//! Bounded pool for blocking work (SQLite queries, embedding inference).

use std::sync::Arc;
use std::time::Duration;

use tokio::sync::Semaphore;
use tokio::time::timeout;
use tracing::warn;

use crate::config::WorkerConfig;
use crate::error::{MemoryError, Result};

/// Runs closures on tokio's blocking threads, at most `blocking_threads` at once.
///
/// A call that exceeds the timeout returns [`MemoryError::Timeout`]; the
/// closure keeps its slot until it actually finishes.
#[derive(Clone)]
pub struct BlockingPool {
    permits: Arc<Semaphore>,
    timeout: Duration,
}

impl BlockingPool {
    pub fn new(config: &WorkerConfig) -> Self {
        Self {
            permits: Arc::new(Semaphore::new(config.blocking_threads.max(1))),
            timeout: config.operation_timeout(),
        }
    }

    pub async fn run<T, F>(&self, operation: &'static str, work: F) -> Result<T>
    where
        T: Send + 'static,
        F: FnOnce() -> Result<T> + Send + 'static,
    {
        let timeout_ms = self.timeout.as_millis() as u64;
        let permits = Arc::clone(&self.permits);

        let job = async move {
            let permit = permits
                .acquire_owned()
                .await
                .map_err(|_| MemoryError::Worker("worker pool closed".to_string()))?;

            tokio::task::spawn_blocking(move || {
                let _permit = permit;
                work()
            })
            .await
            .map_err(|e| MemoryError::Worker(format!("{operation} failed: {e}")))?
        };

        match timeout(self.timeout, job).await {
            Ok(result) => result,
            Err(_) => {
                warn!(operation, timeout_ms, "Blocking operation timed out");
                Err(MemoryError::timeout(operation, timeout_ms))
            }
        }
    }
}
//! Registry sharing and background maintenance.

mod common;

use std::sync::Arc;
use std::time::Duration;

use chrono::Duration as ChronoDuration;
use hmem_core::maintenance::run_once;
use hmem_core::{
    AdvancedSearchQuery, MaintenancePolicy, MaintenanceScheduler, MemoryBackends, MemoryConfig,
    MemoryTier, Registry, Settings,
};
use tokio_test::assert_ok;

use common::{aged, backends, settings};

fn policy() -> MaintenancePolicy {
    MaintenancePolicy {
        consolidation_interval: Duration::from_secs(3600),
        max_short_term_memories: 100,
        long_term_memory_limit: 100,
        forget_age: Duration::from_secs(30 * 24 * 3600),
    }
}

#[tokio::test(flavor = "multi_thread", worker_threads = 4)]
async fn test_concurrent_get_or_create_yields_one_coordinator() {
    let registry = Arc::new(Registry::new(backends().0));

    let handles: Vec<_> = (0..32)
        .map(|_| {
            let registry = Arc::clone(&registry);
            tokio::spawn(async move { registry.get_or_create("shared", MemoryConfig::default()).await })
        })
        .collect();

    let mut coordinators = Vec::new();
    for handle in handles {
        coordinators.push(handle.await.unwrap().ok().unwrap());
    }

    assert!(coordinators.iter().all(|c| Arc::ptr_eq(c, &coordinators[0])));
    assert_eq!(registry.len().await, 1);
}

#[tokio::test]
async fn test_agents_share_backends() {
    let (backends, kv) = backends();
    let registry = Registry::new(backends);
    let alpha = registry.get_or_create("alpha", MemoryConfig::default()).await.ok().unwrap();
    let beta = registry.get_or_create("beta", MemoryConfig::default()).await.ok().unwrap();

    alpha
        .add(MemoryTier::ShortTerm, aged("alpha note", ChronoDuration::zero()))
        .await
        .unwrap();
    beta.add(MemoryTier::ShortTerm, aged("beta note", ChronoDuration::zero()))
        .await
        .unwrap();
    beta.add(MemoryTier::LongTerm, aged("beta archive note", ChronoDuration::hours(1)))
        .await
        .unwrap();

    // One pool for everyone
    assert_eq!(kv.len(), 2);
    assert_eq!(kv.connections_opened(), 1);

    let alpha_hits = alpha.search(&AdvancedSearchQuery::new("note")).await.unwrap();
    assert_eq!(alpha_hits.len(), 1);
    assert_eq!(alpha_hits[0].memory_entry.content, "alpha note");
    assert_eq!(beta.search(&AdvancedSearchQuery::new("note")).await.unwrap().len(), 2);
}

#[tokio::test]
async fn test_close_all_then_reuse() {
    let (backends, kv) = backends();
    let registry = Registry::new(backends);
    let memory = registry.get_or_create("alpha", MemoryConfig::default()).await.ok().unwrap();
    let id = memory
        .add(MemoryTier::ShortTerm, aged("outlives the pool", ChronoDuration::zero()))
        .await
        .unwrap();

    assert_ok!(registry.close_all().await);
    assert!(registry.is_empty().await);
    assert!(!registry.backends().pool.is_initialized());

    let reopened = registry.get_or_create("alpha", MemoryConfig::default()).await.ok().unwrap();
    assert!(!Arc::ptr_eq(&memory, &reopened));
    let entry = reopened.retrieve(MemoryTier::ShortTerm, &id).await.unwrap();
    assert_eq!(entry.map(|e| e.content), Some("outlives the pool".to_string()));
    assert_eq!(kv.connections_opened(), 2);
}

#[tokio::test]
async fn test_from_settings_with_memory_backends() {
    let dir = tempfile::tempdir().unwrap();
    let settings = Settings {
        database_path: dir.path().join("hmem.db"),
        ..settings()
    };
    let registry = Registry::new(MemoryBackends::from_settings(settings).unwrap());
    let memory = registry.get_or_create("alpha", MemoryConfig::default()).await.ok().unwrap();

    let id = memory
        .add(MemoryTier::LongTerm, aged("written to disk", ChronoDuration::zero()))
        .await
        .unwrap();
    assert!(memory.retrieve(MemoryTier::LongTerm, &id).await.unwrap().is_some());
    assert!(dir.path().join("hmem.db").exists());
}

#[tokio::test]
async fn test_run_once_covers_every_agent() {
    let registry = Registry::new(backends().0);
    let hybrid = registry.get_or_create("hybrid", MemoryConfig::default()).await.ok().unwrap();
    let cache = registry
        .get_or_create("cache", MemoryConfig::short_term_only())
        .await
        .ok()
        .unwrap();
    let archive = registry
        .get_or_create("archive", MemoryConfig::long_term_only())
        .await
        .ok()
        .unwrap();

    for memory in [&hybrid, &cache] {
        memory
            .add(MemoryTier::ShortTerm, aged("stale", ChronoDuration::hours(2)))
            .await
            .unwrap();
    }
    archive
        .add(MemoryTier::LongTerm, aged("ancient archive", ChronoDuration::days(90)))
        .await
        .unwrap();
    archive
        .add(MemoryTier::LongTerm, aged("recent archive", ChronoDuration::days(1)))
        .await
        .unwrap();

    let mut reports = run_once(&registry, &policy()).await;
    reports.sort_by(|a, b| a.0.cmp(&b.0));
    let agents: Vec<&str> = reports.iter().map(|(id, _)| id.as_str()).collect();
    assert_eq!(agents, vec!["archive", "cache", "hybrid"]);

    let (_, archived) = &reports[0];
    assert_eq!(archived.forgotten, 1);
    assert!(archived.errors.is_empty());
    let left = archive
        .search(&AdvancedSearchQuery::new("archive").tier(MemoryTier::LongTerm))
        .await
        .unwrap();
    assert_eq!(left.len(), 1);
    assert_eq!(left[0].memory_entry.content, "recent archive");

    // The cache-only agent has nothing to do and keeps its entry until it expires
    let (_, cached) = &reports[1];
    assert!(!cached.has_changes());
    assert!(cached.errors.is_empty());
    let kept = cache.search(&AdvancedSearchQuery::new("stale")).await.unwrap();
    assert_eq!(kept.len(), 1);

    assert_eq!(reports[2].1.consolidation.migrated, 1);
}

#[tokio::test]
async fn test_scheduler_consolidates_in_background() {
    let registry = Arc::new(Registry::new(backends().0));
    let memory = registry.get_or_create("alpha", MemoryConfig::default()).await.ok().unwrap();
    memory
        .add(MemoryTier::ShortTerm, aged("move me later", ChronoDuration::hours(2)))
        .await
        .unwrap();

    let handle = MaintenanceScheduler::spawn(Arc::clone(&registry), policy(), Duration::from_millis(20));

    let migrated = tokio::time::timeout(Duration::from_secs(5), async {
        loop {
            let long = memory
                .search(&AdvancedSearchQuery::new("move").tier(MemoryTier::LongTerm))
                .await
                .unwrap();
            if !long.is_empty() {
                break;
            }
            tokio::time::sleep(Duration::from_millis(10)).await;
        }
    })
    .await;
    assert!(migrated.is_ok(), "scheduler never consolidated");

    assert!(!handle.is_finished());
    handle.shutdown().await;
}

(What is required) Looking at the records above, please work out how many lines contain "retrieve" and state only that number.

(Answer to this task) 2